- Provided material:
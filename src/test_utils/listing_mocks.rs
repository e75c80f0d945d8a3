//! In-memory mock implementations for listing and verification repositories.

use async_trait::async_trait;
use std::collections::HashMap;
use std::sync::Mutex;
use uuid::Uuid;

use crate::{
    app_error::{AppError, AppResult},
    application::use_cases::listing::{ListingRepo, ListingUpdate, NewListing},
    application::use_cases::verification::VerificationAttemptRepo,
    domain::entities::listing::{Listing, ListingStatus},
    domain::entities::verification::{AttemptStatus, VerificationAttempt, VerificationMethod},
};

/// In-memory implementation of ListingRepo for testing.
#[derive(Default)]
pub struct InMemoryListingRepo {
    pub listings: Mutex<HashMap<Uuid, Listing>>,
}

impl InMemoryListingRepo {
    pub fn new() -> Self {
        Self::default()
    }

    /// Seed the repo with initial listings for testing.
    pub fn with_listings(listings: Vec<Listing>) -> Self {
        let map: HashMap<Uuid, Listing> = listings.into_iter().map(|l| (l.id, l)).collect();
        Self {
            listings: Mutex::new(map),
        }
    }

    /// Get all listings (for test assertions).
    pub fn get_all(&self) -> Vec<Listing> {
        self.listings.lock().unwrap().values().cloned().collect()
    }
}

#[async_trait]
impl ListingRepo for InMemoryListingRepo {
    async fn create(&self, owner_id: Uuid, input: &NewListing) -> AppResult<Listing> {
        let mut listings = self.listings.lock().unwrap();

        if listings.values().any(|l| l.name == input.name) {
            return Err(AppError::Conflict("Domain is already listed".into()));
        }

        let now = chrono::Utc::now().naive_utc();
        let listing = Listing {
            id: Uuid::new_v4(),
            owner_id,
            name: input.name.clone(),
            price_cents: input.price_cents,
            price_type: input.price_type,
            status: ListingStatus::Draft,
            geographic_scope: input.geographic_scope,
            category: input.category.clone(),
            state_code: input.state_code.clone(),
            city: input.city.clone(),
            verification_token: None,
            rejection_reason: None,
            created_at: Some(now),
            updated_at: Some(now),
        };

        listings.insert(listing.id, listing.clone());
        Ok(listing)
    }

    async fn get_by_id(&self, listing_id: Uuid) -> AppResult<Option<Listing>> {
        Ok(self.listings.lock().unwrap().get(&listing_id).cloned())
    }

    async fn get_by_name(&self, name: &str) -> AppResult<Option<Listing>> {
        Ok(self
            .listings
            .lock()
            .unwrap()
            .values()
            .find(|l| l.name == name)
            .cloned())
    }

    async fn list_by_owner(&self, owner_id: Uuid) -> AppResult<Vec<Listing>> {
        Ok(self
            .listings
            .lock()
            .unwrap()
            .values()
            .filter(|l| l.owner_id == owner_id)
            .cloned()
            .collect())
    }

    async fn list_published(&self) -> AppResult<Vec<Listing>> {
        Ok(self
            .listings
            .lock()
            .unwrap()
            .values()
            .filter(|l| l.status == ListingStatus::Published)
            .cloned()
            .collect())
    }

    async fn update_fields(&self, listing_id: Uuid, update: &ListingUpdate) -> AppResult<Listing> {
        let mut listings = self.listings.lock().unwrap();
        let listing = listings.get_mut(&listing_id).ok_or(AppError::NotFound)?;

        if let Some(price) = update.price_cents {
            listing.price_cents = price;
        }
        if let Some(price_type) = update.price_type {
            listing.price_type = price_type;
        }
        if let Some(scope) = update.geographic_scope {
            listing.geographic_scope = scope;
        }
        if let Some(category) = &update.category {
            listing.category = Some(category.clone());
        }
        if let Some(state_code) = &update.state_code {
            listing.state_code = Some(state_code.clone());
        }
        if let Some(city) = &update.city {
            listing.city = Some(city.clone());
        }
        listing.updated_at = Some(chrono::Utc::now().naive_utc());

        Ok(listing.clone())
    }

    async fn set_status(&self, listing_id: Uuid, status: ListingStatus) -> AppResult<Listing> {
        let mut listings = self.listings.lock().unwrap();
        let listing = listings.get_mut(&listing_id).ok_or(AppError::NotFound)?;

        listing.status = status;
        listing.updated_at = Some(chrono::Utc::now().naive_utc());

        Ok(listing.clone())
    }

    async fn set_rejected(&self, listing_id: Uuid, reason: &str) -> AppResult<Listing> {
        let mut listings = self.listings.lock().unwrap();
        let listing = listings.get_mut(&listing_id).ok_or(AppError::NotFound)?;

        listing.status = ListingStatus::Rejected;
        listing.rejection_reason = Some(reason.to_string());
        listing.updated_at = Some(chrono::Utc::now().naive_utc());

        Ok(listing.clone())
    }

    async fn set_verification_token(&self, listing_id: Uuid, token: &str) -> AppResult<Listing> {
        let mut listings = self.listings.lock().unwrap();
        let listing = listings.get_mut(&listing_id).ok_or(AppError::NotFound)?;

        listing.verification_token = Some(token.to_string());
        listing.updated_at = Some(chrono::Utc::now().naive_utc());

        Ok(listing.clone())
    }

    async fn delete(&self, listing_id: Uuid) -> AppResult<()> {
        self.listings
            .lock()
            .unwrap()
            .remove(&listing_id)
            .ok_or(AppError::NotFound)?;
        Ok(())
    }
}

/// In-memory implementation of VerificationAttemptRepo for testing.
#[derive(Default)]
pub struct InMemoryVerificationAttemptRepo {
    pub attempts: Mutex<HashMap<Uuid, VerificationAttempt>>,
}

impl InMemoryVerificationAttemptRepo {
    pub fn new() -> Self {
        Self::default()
    }

    pub fn with_attempts(attempts: Vec<VerificationAttempt>) -> Self {
        let map: HashMap<Uuid, VerificationAttempt> =
            attempts.into_iter().map(|a| (a.id, a)).collect();
        Self {
            attempts: Mutex::new(map),
        }
    }
}

#[async_trait]
impl VerificationAttemptRepo for InMemoryVerificationAttemptRepo {
    async fn create(
        &self,
        listing_id: Uuid,
        method: VerificationMethod,
        token: &str,
        file_url: Option<&str>,
    ) -> AppResult<VerificationAttempt> {
        let now = chrono::Utc::now().naive_utc();
        let attempt = VerificationAttempt {
            id: Uuid::new_v4(),
            listing_id,
            method,
            token: token.to_string(),
            file_url: file_url.map(|u| u.to_string()),
            status: AttemptStatus::Pending,
            moderation_notes: None,
            resolved_by: None,
            created_at: Some(now),
            resolved_at: None,
        };

        self.attempts
            .lock()
            .unwrap()
            .insert(attempt.id, attempt.clone());
        Ok(attempt)
    }

    async fn get_by_id(&self, attempt_id: Uuid) -> AppResult<Option<VerificationAttempt>> {
        Ok(self.attempts.lock().unwrap().get(&attempt_id).cloned())
    }

    async fn get_pending_for_listing(
        &self,
        listing_id: Uuid,
    ) -> AppResult<Option<VerificationAttempt>> {
        Ok(self
            .attempts
            .lock()
            .unwrap()
            .values()
            .find(|a| a.listing_id == listing_id && a.status == AttemptStatus::Pending)
            .cloned())
    }

    async fn list_pending(&self) -> AppResult<Vec<VerificationAttempt>> {
        Ok(self
            .attempts
            .lock()
            .unwrap()
            .values()
            .filter(|a| a.status == AttemptStatus::Pending)
            .cloned()
            .collect())
    }

    async fn resolve(
        &self,
        attempt_id: Uuid,
        status: AttemptStatus,
        notes: Option<&str>,
        resolved_by: Uuid,
    ) -> AppResult<VerificationAttempt> {
        let mut attempts = self.attempts.lock().unwrap();
        let attempt = attempts.get_mut(&attempt_id).ok_or(AppError::NotFound)?;

        attempt.status = status;
        attempt.moderation_notes = notes.map(|n| n.to_string());
        attempt.resolved_by = Some(resolved_by);
        attempt.resolved_at = Some(chrono::Utc::now().naive_utc());

        Ok(attempt.clone())
    }
}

- Your instructions: Set down the entire material again, exactly as it stands.

- Solution below:
filename src/test_utils/listing_mocks.rs
repository e75c80f0d945d8a3
//! In-memory mock implementations for listing and verification repositories.

use async_trait::async_trait;
use std::collections::HashMap;
use std::sync::Mutex;
use uuid::Uuid;

use crate::{
    app_error::{AppError, AppResult},
    application::use_cases::listing::{ListingRepo, ListingUpdate, NewListing},
    application::use_cases::verification::VerificationAttemptRepo,
    domain::entities::listing::{Listing, ListingStatus},
    domain::entities::verification::{AttemptStatus, VerificationAttempt, VerificationMethod},
};

/// In-memory implementation of ListingRepo for testing.
#[derive(Default)]
pub struct InMemoryListingRepo {
    pub listings: Mutex<HashMap<Uuid, Listing>>,
}

impl InMemoryListingRepo {
    pub fn new() -> Self {
        Self::default()
    }

    /// Seed the repo with initial listings for testing.
    pub fn with_listings(listings: Vec<Listing>) -> Self {
        let map: HashMap<Uuid, Listing> = listings.into_iter().map(|l| (l.id, l)).collect();
        Self {
            listings: Mutex::new(map),
        }
    }

    /// Get all listings (for test assertions).
    pub fn get_all(&self) -> Vec<Listing> {
        self.listings.lock().unwrap().values().cloned().collect()
    }
}

#[async_trait]
impl ListingRepo for InMemoryListingRepo {
    async fn create(&self, owner_id: Uuid, input: &NewListing) -> AppResult<Listing> {
        let mut listings = self.listings.lock().unwrap();

        if listings.values().any(|l| l.name == input.name) {
            return Err(AppError::Conflict("Domain is already listed".into()));
        }

        let now = chrono::Utc::now().naive_utc();
        let listing = Listing {
            id: Uuid::new_v4(),
            owner_id,
            name: input.name.clone(),
            price_cents: input.price_cents,
            price_type: input.price_type,
            status: ListingStatus::Draft,
            geographic_scope: input.geographic_scope,
            category: input.category.clone(),
            state_code: input.state_code.clone(),
            city: input.city.clone(),
            verification_token: None,
            rejection_reason: None,
            created_at: Some(now),
            updated_at: Some(now),
        };

        listings.insert(listing.id, listing.clone());
        Ok(listing)
    }

    async fn get_by_id(&self, listing_id: Uuid) -> AppResult<Option<Listing>> {
        Ok(self.listings.lock().unwrap().get(&listing_id).cloned())
    }

    async fn get_by_name(&self, name: &str) -> AppResult<Option<Listing>> {
        Ok(self
            .listings
            .lock()
            .unwrap()
            .values()
            .find(|l| l.name == name)
            .cloned())
    }

    async fn list_by_owner(&self, owner_id: Uuid) -> AppResult<Vec<Listing>> {
        Ok(self
            .listings
            .lock()
            .unwrap()
            .values()
            .filter(|l| l.owner_id == owner_id)
            .cloned()
            .collect())
    }

    async fn list_published(&self) -> AppResult<Vec<Listing>> {
        Ok(self
            .listings
            .lock()
            .unwrap()
            .values()
            .filter(|l| l.status == ListingStatus::Published)
            .cloned()
            .collect())
    }

    async fn update_fields(&self, listing_id: Uuid, update: &ListingUpdate) -> AppResult<Listing> {
        let mut listings = self.listings.lock().unwrap();
        let listing = listings.get_mut(&listing_id).ok_or(AppError::NotFound)?;

        if let Some(price) = update.price_cents {
            listing.price_cents = price;
        }
        if let Some(price_type) = update.price_type {
            listing.price_type = price_type;
        }
        if let Some(scope) = update.geographic_scope {
            listing.geographic_scope = scope;
        }
        if let Some(category) = &update.category {
            listing.category = Some(category.clone());
        }
        if let Some(state_code) = &update.state_code {
            listing.state_code = Some(state_code.clone());
        }
        if let Some(city) = &update.city {
            listing.city = Some(city.clone());
        }
        listing.updated_at = Some(chrono::Utc::now().naive_utc());

        Ok(listing.clone())
    }

    async fn set_status(&self, listing_id: Uuid, status: ListingStatus) -> AppResult<Listing> {
        let mut listings = self.listings.lock().unwrap();
        let listing = listings.get_mut(&listing_id).ok_or(AppError::NotFound)?;

        listing.status = status;
        listing.updated_at = Some(chrono::Utc::now().naive_utc());

        Ok(listing.clone())
    }

    async fn set_rejected(&self, listing_id: Uuid, reason: &str) -> AppResult<Listing> {
        let mut listings = self.listings.lock().unwrap();
        let listing = listings.get_mut(&listing_id).ok_or(AppError::NotFound)?;

        listing.status = ListingStatus::Rejected;
        listing.rejection_reason = Some(reason.to_string());
        listing.updated_at = Some(chrono::Utc::now().naive_utc());

        Ok(listing.clone())
    }

    async fn set_verification_token(&self, listing_id: Uuid, token: &str) -> AppResult<Listing> {
        let mut listings = self.listings.lock().unwrap();
        let listing = listings.get_mut(&listing_id).ok_or(AppError::NotFound)?;

        listing.verification_token = Some(token.to_string());
        listing.updated_at = Some(chrono::Utc::now().naive_utc());

        Ok(listing.clone())
    }

    async fn delete(&self, listing_id: Uuid) -> AppResult<()> {
        self.listings
            .lock()
            .unwrap()
            .remove(&listing_id)
            .ok_or(AppError::NotFound)?;
        Ok(())
    }
}

/// In-memory implementation of VerificationAttemptRepo for testing.
#[derive(Default)]
pub struct InMemoryVerificationAttemptRepo {
    pub attempts: Mutex<HashMap<Uuid, VerificationAttempt>>,
}

impl InMemoryVerificationAttemptRepo {
    pub fn new() -> Self {
        Self::default()
    }

    pub fn with_attempts(attempts: Vec<VerificationAttempt>) -> Self {
        let map: HashMap<Uuid, VerificationAttempt> =
            attempts.into_iter().map(|a| (a.id, a)).collect();
        Self {
            attempts: Mutex::new(map),
        }
    }
}

#[async_trait]
impl VerificationAttemptRepo for InMemoryVerificationAttemptRepo {
    async fn create(
        &self,
        listing_id: Uuid,
        method: VerificationMethod,
        token: &str,
        file_url: Option<&str>,
    ) -> AppResult<VerificationAttempt> {
        let now = chrono::Utc::now().naive_utc();
        let attempt = VerificationAttempt {
            id: Uuid::new_v4(),
            listing_id,
            method,
            token: token.to_string(),
            file_url: file_url.map(|u| u.to_string()),
            status: AttemptStatus::Pending,
            moderation_notes: None,
            resolved_by: None,
            created_at: Some(now),
            resolved_at: None,
        };

        self.attempts
            .lock()
            .unwrap()
            .insert(attempt.id, attempt.clone());
        Ok(attempt)
    }

    async fn get_by_id(&self, attempt_id: Uuid) -> AppResult<Option<VerificationAttempt>> {
        Ok(self.attempts.lock().unwrap().get(&attempt_id).cloned())
    }

    async fn get_pending_for_listing(
        &self,
        listing_id: Uuid,
    ) -> AppResult<Option<VerificationAttempt>> {
        Ok(self
            .attempts
            .lock()
            .unwrap()
            .values()
            .find(|a| a.listing_id == listing_id && a.status == AttemptStatus::Pending)
            .cloned())
    }

    async fn list_pending(&self) -> AppResult<Vec<VerificationAttempt>> {
        Ok(self
            .attempts
            .lock()
            .unwrap()
            .values()
            .filter(|a| a.status == AttemptStatus::Pending)
            .cloned()
            .collect())
    }

    async fn resolve(
        &self,
        attempt_id: Uuid,
        status: AttemptStatus,
        notes: Option<&str>,
        resolved_by: Uuid,
    ) -> AppResult<VerificationAttempt> {
        let mut attempts = self.attempts.lock().unwrap();
        let attempt = attempts.get_mut(&attempt_id).ok_or(AppError::NotFound)?;

        attempt.status = status;
        attempt.moderation_notes = notes.map(|n| n.to_string());
        attempt.resolved_by = Some(resolved_by);
        attempt.resolved_at = Some(chrono::Utc::now().naive_utc());

        Ok(attempt.clone())
    }
}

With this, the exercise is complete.